How Would You Decrease in the Forest Service Budget?


I wish we could say “enough” and turn budgeteering over to a panel of non-partisans if Congress and the President can’t come up with something by a certain date. It seems like it needs something more extreme than the culture of blame (actually I would give the panel a month, and not pay Congress nor the President and his direct advisors for that month.) I liked when the Colorado legislature dreamed up the Roadless Task Force. They selected a certain number of people from each house (party) and some people that both parties could agree on. Now assuming that the US Congress isn’t even more dysfunctional than I think, there would be people that both houses could agree on, and those people, perhaps as in Colorado, could have a unique role in bringing the more extreme partisans together.

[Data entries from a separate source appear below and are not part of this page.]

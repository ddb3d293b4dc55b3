//! 徽章评估器
//!
//! 纯同步求值：不做 I/O、不持有可变状态，同一输入重复评估结果一致。
//! 判定条件按类型统一 match 分派，输出按目录声明顺序排列。

use crate::catalog::BadgeCatalog;
use crate::criteria::{NameCriterion, StatCriterion};
use crate::input::{AthleteStats, Workout};
use crate::models::BadgeKind;
use badge_shared::observability::metrics;
use tracing::debug;

/// 徽章评估器
#[derive(Debug, Clone, Copy)]
pub struct BadgeEvaluator<'a> {
    catalog: &'a BadgeCatalog,
}

impl Default for BadgeEvaluator<'static> {
    fn default() -> Self {
        Self::new(BadgeCatalog::builtin())
    }
}

impl<'a> BadgeEvaluator<'a> {
    pub fn new(catalog: &'a BadgeCatalog) -> Self {
        Self { catalog }
    }

    pub fn catalog(&self) -> &'a BadgeCatalog {
        self.catalog
    }

    /// 评估单次训练，返回满足条件的训练类徽章 ID
    ///
    /// 未完成的训练不满足任何赛事徽章；名称缺失按空字符串处理。
    /// 同一训练可同时满足多个徽章，评估器不做跨徽章去重。
    pub fn evaluate_workout(&self, workout: &Workout) -> Vec<String> {
        let lowered = workout.lowered_name();

        let matched: Vec<String> = self
            .catalog
            .iter()
            .filter(|def| match &def.kind {
                BadgeKind::AutomaticWorkout { criterion } => {
                    Self::workout_matches(criterion, &lowered, workout.is_completed)
                }
                _ => false,
            })
            .map(|def| def.id.clone())
            .collect();

        metrics::record_evaluation("workout", matched.len());
        debug!(
            workout_id = ?workout.id,
            completed = workout.is_completed,
            matched = ?matched,
            "Workout evaluated"
        );

        matched
    }

    /// 评估运动员聚合统计，返回满足条件的统计类徽章 ID
    ///
    /// 里程碑各档位独立判定，满足高档位时低档位同样返回。
    pub fn evaluate_stats(&self, stats: &AthleteStats) -> Vec<String> {
        let matched: Vec<String> = self
            .catalog
            .iter()
            .filter(|def| match &def.kind {
                BadgeKind::AutomaticStat { criterion } => Self::stat_matches(criterion, stats),
                _ => false,
            })
            .map(|def| def.id.clone())
            .collect();

        metrics::record_evaluation("stats", matched.len());
        debug!(matched = ?matched, "Athlete stats evaluated");

        matched
    }

    /// 训练名称条件判定
    ///
    /// `lowered_name` 须已转为小写，条件中的子串在目录构建时已统一小写。
    pub fn workout_matches(criterion: &NameCriterion, lowered_name: &str, completed: bool) -> bool {
        completed && criterion.matches(lowered_name)
    }

    /// 统计条件判定
    pub fn stat_matches(criterion: &StatCriterion, stats: &AthleteStats) -> bool {
        match criterion {
            StatCriterion::LiftAtLeast { lift, weight } => stats.lift_or_zero(*lift) >= *weight,
            StatCriterion::TotalAtLeast { lifts, weight } => {
                let total: f64 = lifts.iter().map(|l| stats.lift_or_zero(*l)).sum();
                total >= *weight
            }
            StatCriterion::BodyweightMultiple { lift, multiple } => {
                // 体重未知时为无穷大，条件恒不成立
                stats.lift_or_zero(*lift) >= stats.bodyweight_or_unreachable() * multiple
            }
            StatCriterion::WorkoutsAtLeast { count } => stats.total_workouts_or_zero() >= *count,
        }
    }
}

Anyway, we are now paying probably tens of thousands of people to go through budget exercises of various kinds rather than doing actual work. Right now, agency folks are prone to “Washington Monumenting”. Yet, when I was working, I did notice areas that could be cut back on managed differently to save money (and I am not talking about travel). I was also intrigued by some of the comments by federal employees on some of the articles.. like rewarding people for giving money back rather than “year end spending” to prove you really needed the bucks.

I would be interested in what you all think. I’m not sure that there is another public forum for the FS to get suggestions on reducing the budget, so I don’t know if all the potential out there has been unleashed.

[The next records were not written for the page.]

//! 徽章发放服务
//!
//! 在纯评估引擎之上编排有状态的发放流程：
//!
//! - **评估**: 调用 `badge-engine` 得到满足条件的徽章
//! - **去重**: 过滤运动员已持有的徽章，同一运动员的发放串行执行
//! - **持久化**: 通过 `ProfileStore` 写入所有新徽章
//! - **展示**: 按 `SurfacePolicy` 挑选本次需要展示的徽章

pub mod awarder;
pub mod error;
pub mod lock;
pub mod store;

pub use awarder::{AwardOutcome, BadgeAwarder, HeldBadge};
pub use error::{AwardError, Result};
pub use lock::{AthleteLockManager, LockConfig};
pub use store::{InMemoryProfileStore, ProfileStore};
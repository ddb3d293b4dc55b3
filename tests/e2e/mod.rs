//! 徽章系统端到端测试
//!
//! 测试覆盖完整的业务流程，包括：
//! - 训练完成触发赛事徽章
//! - 统计重算触发力量/里程碑徽章
//! - 手动徽章的添加与移除
//! - 多名运动员并发发放

pub mod fixtures;
pub mod suites;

They could be big or small ideas, and each idea doesn’t have to add up to any particular percentage. It is also OK to think of changes that could be put in place over up to 5 years. Finally, I’d prefer we not be obvious, for example, some of us might want to get rid of fuels reduction programs, while others would want to get rid of administrative appeals. But it’s open.

My biggest long term one would be simply to move the Forest Service to Interior, and have a five year program of harmonizing regulations between the FS and BLM. I would put back the possibility of dual delgation, which was rather abruptly removed here in Colorado for no apparent reason (IMHO). Like I’ve said in the past, when I used to be in meetings about energy projects with wildlife, NEPA, minerals and planning people, one each from each agency, with DOI solicitors and USDA OGC, I just had to wonder whether there’s a less expensive way.

Here’s a link to the 2013 Budget Justification.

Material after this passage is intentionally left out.